Bañarse o no bañarse cuando tenemos gripe

 

Cada vez que te enfermas de gripe tu cuerpo experimenta una serie de cambios que resultan incómodos y molestos, incluso pueden dejarte sin energía para dejar la cama. En estas situaciones te vuelves débil y perezoso para realizar tus actividades cotidianas, como bañarte.

 

Es normal que te surjan algunas dudas acerca de las medidas que podrían ayudarte a recuperar la vitalidad pronto. Por ejemplo, ¿te conviene bañarte realmente? ¿Deberías hacerlo con agua fría o caliente?

 

El baño no altera el curso de la infección, al contrario, podría beneficiarte. Sin embargo, deberás tomar una serie de medidas para que los síntomas no se agudicen y puedan reducirse con medicamentos como Sensibit D®. Es muy importante que tus defensas estén listas para combatir el virus de la gripe.

 

Recomendaciones para el baño

  • Usa agua tibia (entre 23 y 28° C), ya que el agua fría provoca que tu cuerpo pierda calor de forma súbita y los síntomas se prolonguen.

 

  • Asegúrate que la ducha este lejos de zonas donde pueda haber corrientes de aire.

 

  • Sécate bien y vístete rápido.
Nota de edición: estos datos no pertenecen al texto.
impl Scheduler {
    /// Build a scheduler from a compiled program and pre-instantiated node
    /// implementations.
    ///
    /// Fails if any program node has no matching instance. Entry-node keys
    /// that do not resolve to a declared (sequence, stage) pair are not
    /// errors; activation requests from them are ignored at runtime.
    pub fn new(
        program: Program,
        mut instances: IndexMap<NodeKey, Box<dyn Node>>,
    ) -> Result<Self> {
        let Program {
            nodes,
            edges,
            strata,
            sequences,
        } = program;

        // Group edges by source node and parameter.
        let mut outgoing: HashMap<NodeKey, IndexMap<ParamName, Vec<Edge>>> = HashMap::new();
        for edge in edges {
            outgoing
                .entry(edge.source.node.clone())
                .or_default()
                .entry(edge.source.param.clone())
                .or_default()
                .push(edge);
        }

        let mut node_states = IndexMap::with_capacity(nodes.len());
        for decl in &nodes {
            let instance = instances
                .shift_remove(&decl.key)
                .ok_or_else(|| Error::NodeNotFound(decl.key.clone()))?;
            node_states.insert(
                decl.key.clone(),
                NodeState {
                    instance,
                    outgoing: outgoing.remove(&decl.key).unwrap_or_default(),
                },
            );
        }

        let mut seq_topos = Vec::with_capacity(sequences.len());
        let mut seq_states = Vec::with_capacity(sequences.len());
        let mut total_stages = 0;
        for seq in sequences {
            let stages: Vec<StageTopo> = seq
                .stages
                .into_iter()
                .map(|s| StageTopo {
                    key: s.key,
                    strata: s.strata,
                })
                .collect();
            total_stages += stages.len();
            seq_states.push(SequenceState {
                active: None,
                stages: stages.iter().map(|_| StageState::default()).collect(),
            });
            seq_topos.push(SequenceTopo {
                key: seq.key,
                stages,
            });
        }

        // Derive the transition table from the entry naming convention.
        // Unresolvable entry keys stay inert.
        let mut transitions = HashMap::new();
        for decl in &nodes {
            let Some((seq_label, stage_label)) = parse_entry(&decl.key) else {
                continue;
            };
            let Some(sequence) = seq_topos.iter().position(|s| s.key.as_str() == seq_label)
            else {
                continue;
            };
            let Some(stage) = seq_topos[sequence]
                .stages
                .iter()
                .position(|s| s.key.as_str() == stage_label)
            else {
                continue;
            };
            transitions.insert(decl.key.clone(), StageRef { sequence, stage });
        }

        info!(
            nodes = node_states.len(),
            sequences = seq_topos.len(),
            entries = transitions.len(),
            "scheduler created"
        );

        let ctx = Context {
            tolerance: time::MIN_TOLERANCE,
            ..Context::default()
        };

        Ok(Self {
            topo: Topology {
                global: strata,
                sequences: seq_topos,
                transitions,
                max_convergence_iterations: total_stages,
            },
            exec: ExecState {
                nodes: node_states,
                changed: HashSet::new(),
                fired_one_shots: HashSet::new(),
                sequences: seq_states,
                ctx,
                error_handler: None,
                cycle_callback: None,
                active_snapshot: Vec::new(),
            },
        })
    }

    /// Configure the handler for node execution errors. Without a handler,
    /// reported errors are dropped.
    pub fn set_error_handler(&mut self, handler: ErrorHandler) {
        self.exec.error_handler = Some(handler);
    }

    /// Configure a callback invoked at the end of every cycle.
    pub fn set_cycle_callback(&mut self, callback: CycleCallback) {
        self.exec.cycle_callback = Some(callback);
    }

    /// Set the early-fire tolerance handed to time-driven nodes, typically
    /// `time::tolerance(factory.base_interval())`.
    pub fn set_tolerance(&mut self, tolerance: Duration) {
        self.exec.ctx.tolerance = tolerance;
    }

    /// Mark a node as changed from outside the normal propagation path, so
    /// the next cycle treats it as eligible in non-zero global strata. Used
    /// by external event sources such as newly arrived channel data.
    pub fn mark_node_changed(&mut self, key: impl Into<NodeKey>) {
        self.exec.changed.insert(key.into());
    }

    /// One-time initialization pass over every node: the global strata
    /// first, then each stage's strata in declaration order.
    pub fn init(&mut self) {
        self.exec.ctx.elapsed = Duration::ZERO;
        self.exec.ctx.reason = RunReason::Other;
        self.exec.init_scope(&self.topo, Scope::Global);
        for sequence in 0..self.topo.sequences.len() {
            for stage in 0..self.topo.sequences[sequence].stages.len() {
                self.exec
                    .init_scope(&self.topo, Scope::Stage(StageRef { sequence, stage }));
            }
        }
    }

    /// Advance the reactive computation by one timer-driven cycle.
    /// `elapsed` is the accumulated time since program start, caller
    /// supplied and monotonic; the scheduler never reads a clock itself.
    pub fn next(&mut self, elapsed: Duration) {
        self.next_with_reason(elapsed, RunReason::TimerTick);
    }

    /// Advance one cycle with an explicit reason, for hosts that cycle on
    /// channel input or other external events.
    #[instrument(name = "cycle", skip_all, fields(elapsed = ?elapsed, reason = ?reason))]
    pub fn next_with_reason(&mut self, elapsed: Duration, reason: RunReason) {
        self.exec.ctx.elapsed = elapsed;
        self.exec.ctx.reason = reason;
        self.exec.run_strata(&self.topo, Scope::Global);
        self.exec.converge_stages(&self.topo);
        self.exec.check_terminal_stages(&self.topo);
        self.exec.changed.clear();
        if let Some(callback) = self.exec.cycle_callback.as_mut() {
            callback();
        }
    }

    /// Whether the given sequence currently has an active stage.
    pub fn is_sequence_active(&self, key: &SequenceKey) -> bool {
        self.sequence_index(key)
            .map_or(false, |s| self.exec.sequences[s].active.is_some())
    }

    /// The key of the given sequence's active stage, if any.
    pub fn active_stage_of(&self, key: &SequenceKey) -> Option<&StageKey> {
        let sequence = self.sequence_index(key)?;
        let stage = self.exec.sequences[sequence].active?;
        Some(&self.topo.sequences[sequence].stages[stage].key)
    }

    fn sequence_index(&self, key: &SequenceKey) -> Option<usize> {
        self.topo.sequences.iter().position(|s| s.key == *key)
    }
}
Usa ropa ligera que sea confortable.

 

  • Báñate en un horario amigable, cuando las temperaturas extremas no sean un impedimento.

 

¿Qué sucede si tienes fiebre?

Bañarse no está contraindicado. De hecho, podría favorecer la reducción gradual de la temperatura corporal. Es más, si dispones de una bañera o tina, sumérgete en ella.

En el caso de los niños o adolescentes, colocar paños de agua fresca sobre el cuerpo puede ayudarlos, sin dejar de lado el tratamiento antigripal que combata tanto los síntomas de la gripe como el dolor y la fiebre.